La légitimité électorale est devenue au PS exclusive de toute autre, interdisant et stérilisant toute réflexion de long terme. Avec ses 40 000 élus (un militant sur trois avant la vague d'adhésions de 2006), le PS est devenu une machine électorale professionnalisée dominée par des luttes de pouvoir essentiellement locales. Il a perdu ainsi toute autonomie par rapport aux enjeux de pouvoir, d'où un certain désinvestissement intellectuel. L'horizon des socialistes se borne de plus en plus aux prochaines échéances électorales, le pragmatisme prenant le pas sur toute considération de plus long terme.

Les victoires aux régionales et européennes de 2004 doivent de ce point de vue être méditées : elles ont eu alors valeur d'absolution de l'échec de 2002, redonné crédit à la thèse voyant dans le 21 avril un " accident ". Elles ont abusé les socialistes sur leur capacité de victoire et l'ont conduit à abandonner le terrain de la rénovation. Pour le PS, les élections intermédiaires vont peut-être devenir les élections centrales entre deux élections nationales !

La foi que les socialistes mettent dans les sondages traduit bien la prégnance de ce " court-termisme " et cet électoralisme. Les enquêtes d'opinion sont devenues l'unique étalon des socialistes, leur seul critère de jugement, leur unique boussole ! Ils ont pesé sur la désignation de la candidate socialiste lorsqu'elle était au sommet d'une popularité qui a trompé les militants. Ségolène Royal, l'" opinionomane ", a suivi avec un zèle constant pendant la campagne des sondages qui ont déterminé largement sa stratégie, le choix de ses thèmes de campagne, le ciblage de l'électorat " bobo " et de l'électorat centriste, au mépris des orientations du parti, avec le succès final que l'on sait.

C'est sur la foi des sondages qu'elle s'est mise à distance de l'appareil socialiste, de son projet, de ses " éléphants ", voire de ses militants, jugés ringards. Par un stupéfiant coup de force rhétorique, elle reproche pourtant aujourd'hui à ce même parti de ne pas l'avoir soutenue.

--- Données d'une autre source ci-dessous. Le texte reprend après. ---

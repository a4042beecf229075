// 📦 Export
// One JSON artifact per puzzle plus summary.json and summary.csv

use crate::model::Record;
use anyhow::{Context, Result};
use chrono::{DateTime, Utc};
use serde::{Deserialize, Serialize};
use std::fs;
use std::path::Path;
use tracing::info;

pub const SUMMARY_JSON: &str = "summary.json";
pub const SUMMARY_CSV: &str = "summary.csv";

#[derive(Debug, Clone, Serialize, Deserialize)]
pub struct ExportSummary {
    pub record_count: usize,
    pub first_date: Option<String>,
    pub last_date: Option<String>,
    pub min_id: Option<u32>,
    pub max_id: Option<u32>,
    pub generated_at: DateTime<Utc>,
    pub files: Vec<String>,
}

impl ExportSummary {
    pub fn from_records(records: &[Record]) -> Self {
        ExportSummary {
            record_count: records.len(),
            first_date: records.iter().map(|r| r.record_date).min().map(|d| d.to_string()),
            last_date: records.iter().map(|r| r.record_date).max().map(|d| d.to_string()),
            min_id: records.iter().map(|r| r.record_id).min(),
            max_id: records.iter().map(|r| r.record_id).max(),
            generated_at: Utc::now(),
            files: Vec::new(),
        }
    }
}

/// Row of summary.csv
#[derive(Debug, Serialize)]
struct SummaryRow<'a> {
    #[serde(rename = "Date")]
    date: String,
    #[serde(rename = "Puzzle")]
    record_id: u32,
    #[serde(rename = "Category_1")]
    category_1: &'a str,
    #[serde(rename = "Category_2")]
    category_2: &'a str,
    #[serde(rename = "Category_3")]
    category_3: &'a str,
    #[serde(rename = "Category_4")]
    category_4: &'a str,
}

impl<'a> SummaryRow<'a> {
    fn from_record(record: &'a Record) -> Self {
        let name = |i: usize| record.categories.get(i).map(|c| c.name.as_str()).unwrap_or("");
        SummaryRow {
            date: record.date_key(),
            record_id: record.record_id,
            category_1: name(0),
            category_2: name(1),
            category_3: name(2),
            category_4: name(3),
        }
    }
}

/// File name of a puzzle's artifact; the puzzle number disambiguates same-day records
pub fn record_file_name(record: &Record) -> String {
    format!("{}-{}.json", record.date_key(), record.record_id)
}

pub fn export_records(records: &[Record], dir: &Path) -> Result<ExportSummary> {
    fs::create_dir_all(dir)
        .with_context(|| format!("Failed to create export directory: {}", dir.display()))?;

    let mut summary = ExportSummary::from_records(records);

    for record in records {
        let name = record_file_name(record);
        let path = dir.join(&name);
        let json = serde_json::to_string_pretty(record)?;
        fs::write(&path, json).with_context(|| format!("Failed to write {}", path.display()))?;
        summary.files.push(name);
    }

    let summary_path = dir.join(SUMMARY_JSON);
    fs::write(&summary_path, serde_json::to_string_pretty(&summary)?)
        .with_context(|| format!("Failed to write {}", summary_path.display()))?;

    write_summary_csv(records, &dir.join(SUMMARY_CSV))?;

    info!(dir = %dir.display(), records = records.len(), "export written");
    Ok(summary)
}

fn write_summary_csv(records: &[Record], path: &Path) -> Result<()> {
    let mut writer = csv::Writer::from_path(path)
        .with_context(|| format!("Failed to create {}", path.display()))?;

    for record in records {
        writer
            .serialize(SummaryRow::from_record(record))
            .context("Failed to write summary row")?;
    }
    writer.flush()?;

    Ok(())
}

#[cfg(test)]
mod tests {
    use super::*;
    use crate::model::Category;
    use chrono::NaiveDate;

    fn record(day: u32, id: u32) -> Record {
        let categories = (0..4)
            .map(|rank| {
                Category::new(
                    format!("Group {}", rank),
                    rank,
                    vec!["A".into(), "B".into(), "C".into(), "D".into()],
                )
            })
            .collect();
        Record::new(NaiveDate::from_ymd_opt(2025, 7, day).unwrap(), id, categories)
    }

    #[test]
    fn test_export_writes_artifacts_and_summary() {
        let dir = tempfile::tempdir().unwrap();
        let records = vec![record(30, 780), record(31, 781)];

        let summary = export_records(&records, dir.path()).unwrap();

        assert_eq!(summary.record_count, 2);
        assert_eq!(summary.first_date.as_deref(), Some("2025-07-30"));
        assert_eq!(summary.last_date.as_deref(), Some("2025-07-31"));
        assert_eq!(summary.max_id, Some(781));

        let artifact = fs::read_to_string(dir.path().join("2025-07-31-781.json")).unwrap();
        let parsed: Record = serde_json::from_str(&artifact).unwrap();
        assert_eq!(parsed, records[1]);

        let csv_text = fs::read_to_string(dir.path().join(SUMMARY_CSV)).unwrap();
        let mut lines = csv_text.lines();
        assert_eq!(
            lines.next(),
            Some("Date,Puzzle,Category_1,Category_2,Category_3,Category_4")
        );
        assert_eq!(
            lines.next(),
            Some("2025-07-30,780,Group 0,Group 1,Group 2,Group 3")
        );
    }

    #[test]
    fn test_export_empty() {
        let dir = tempfile::tempdir().unwrap();
        let summary = export_records(&[], dir.path()).unwrap();
        assert_eq!(summary.record_count, 0);
        assert!(summary.first_date.is_none());
        assert!(dir.path().join(SUMMARY_JSON).exists());
    }
}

Les socialistes sauront-ils prendre le temps de la réflexion ? Le " séisme " du 21 avril n'a pas conduit les socialistes à entreprendre une véritable rénovation organisationnelle, pourtant indispensable. Les congrès de Dijon et surtout du Mans n'ont clarifié ni la ligne idéologique du PS ni amorcé un renouvellement de ses pratiques et de ses dirigeants. Le PS qui a affronté les échéances de 2007 était socialement peu représentatif, refermé sur lui-même, peu en prise avec la société et incapable de la mettre en mouvement et d'en mesurer les évolutions.

La véritable " rénovation sociale-démocrate " n'est peut-être pas là où on l'a croit. Elle ne tient à un aggiornamento qui, s'il n'a pas pris la forme d'un Bad Godesberg, a bien eu lieu. Elle passe par la réinvention d'un parti plus militant et mieux ancré socialement. Le " socialisme du réel " que d'aucuns appellent de leurs voeux est à ce prix.

Source : Le Monde daté du 23 juin 2007. Rémi Lefebvre est Professeur de sciences politiques à l'université de Reims.